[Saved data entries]
┌────────
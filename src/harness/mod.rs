//! IP-versus-CP comparison runs.
//!
//! For each [`CaseSpec`] the harness generates an instance, logs its
//! feasibility report, formulates it once and solves it with the IP engine
//! and then the CP engine under the same timeout. Outcomes are collected
//! into a [`ComparisonReport`] whose `Display` renders the case-by-case
//! comparison and summary.
//!
//! A failing case (bad config, engine fault) is recorded and the run
//! continues with the next case.

mod config;
mod runner;
mod types;

pub use config::HarnessConfig;
pub use runner::ComparisonHarness;
pub use types::{CaseComparison, CaseOutcome, CaseSpec, ComparisonReport, ReportSummary};

use crate::adapter::SolveError;
use crate::network::GenerateError;

/// Reasons a single case could not be compared.
#[derive(Debug, Clone, PartialEq, thiserror::Error)]
pub enum HarnessError {
    #[error("invalid harness config: {0}")]
    InvalidConfig(String),

    #[error(transparent)]
    Generate(#[from] GenerateError),

    #[error(transparent)]
    Solve(#[from] SolveError),
}
//! Uniform solve contract over the IP and CP engines.
//!
//! Each adapter translates a [`FlowModel`](crate::formulation::FlowModel)
//! into its engine's model, runs the engine under a wall-clock budget and
//! normalizes the native outcome into a [`SolveResult`].
//!
//! # Status mapping
//!
//! | native                         | [`SolveStatus`] |
//! |--------------------------------|-----------------|
//! | proven optimum                 | `Optimal`       |
//! | deadline hit with an incumbent | `Feasible`      |
//! | search exhausted, no solution  | `Infeasible`    |
//! | unbounded relaxation           | `Unbounded`     |
//! | anything else                  | `Error`         |

mod cp;
mod ip;
mod types;

pub use cp::CpFlowSolver;
pub use ip::IpFlowSolver;
pub use types::{Diagnostic, Diagnostics, FlowSolver, SolveError, SolveResult, SolveStatus};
└────────
**Action item**
From the data above, output every line exactly.

**Task output**
filename src/harness/mod.rs
//! IP-versus-CP comparison runs.
//!
//! For each [`CaseSpec`] the harness generates an instance, logs its
//! feasibility report, formulates it once and solves it with the IP engine
//! and then the CP engine under the same timeout. Outcomes are collected
//! into a [`ComparisonReport`] whose `Display` renders the case-by-case
//! comparison and summary.
//!
//! A failing case (bad config, engine fault) is recorded and the run
//! continues with the next case.

mod config;
mod runner;
mod types;

pub use config::HarnessConfig;
pub use runner::ComparisonHarness;
pub use types::{CaseComparison, CaseOutcome, CaseSpec, ComparisonReport, ReportSummary};

use crate::adapter::SolveError;
use crate::network::GenerateError;

/// Reasons a single case could not be compared.
#[derive(Debug, Clone, PartialEq, thiserror::Error)]
pub enum HarnessError {
    #[error("invalid harness config: {0}")]
    InvalidConfig(String),

    #[error(transparent)]
    Generate(#[from] GenerateError),

    #[error(transparent)]
    Solve(#[from] SolveError),
}
//! Uniform solve contract over the IP and CP engines.
//!
//! Each adapter translates a [`FlowModel`](crate::formulation::FlowModel)
//! into its engine's model, runs the engine under a wall-clock budget and
//! normalizes the native outcome into a [`SolveResult`].
//!
//! # Status mapping
//!
//! | native                         | [`SolveStatus`] |
//! |--------------------------------|-----------------|
//! | proven optimum                 | `Optimal`       |
//! | deadline hit with an incumbent | `Feasible`      |
//! | search exhausted, no solution  | `Infeasible`    |
//! | unbounded relaxation           | `Unbounded`     |
//! | anything else                  | `Error`         |

mod cp;
mod ip;
mod types;

pub use cp::CpFlowSolver;
pub use ip::IpFlowSolver;
pub use types::{Diagnostic, Diagnostics, FlowSolver, SolveError, SolveResult, SolveStatus};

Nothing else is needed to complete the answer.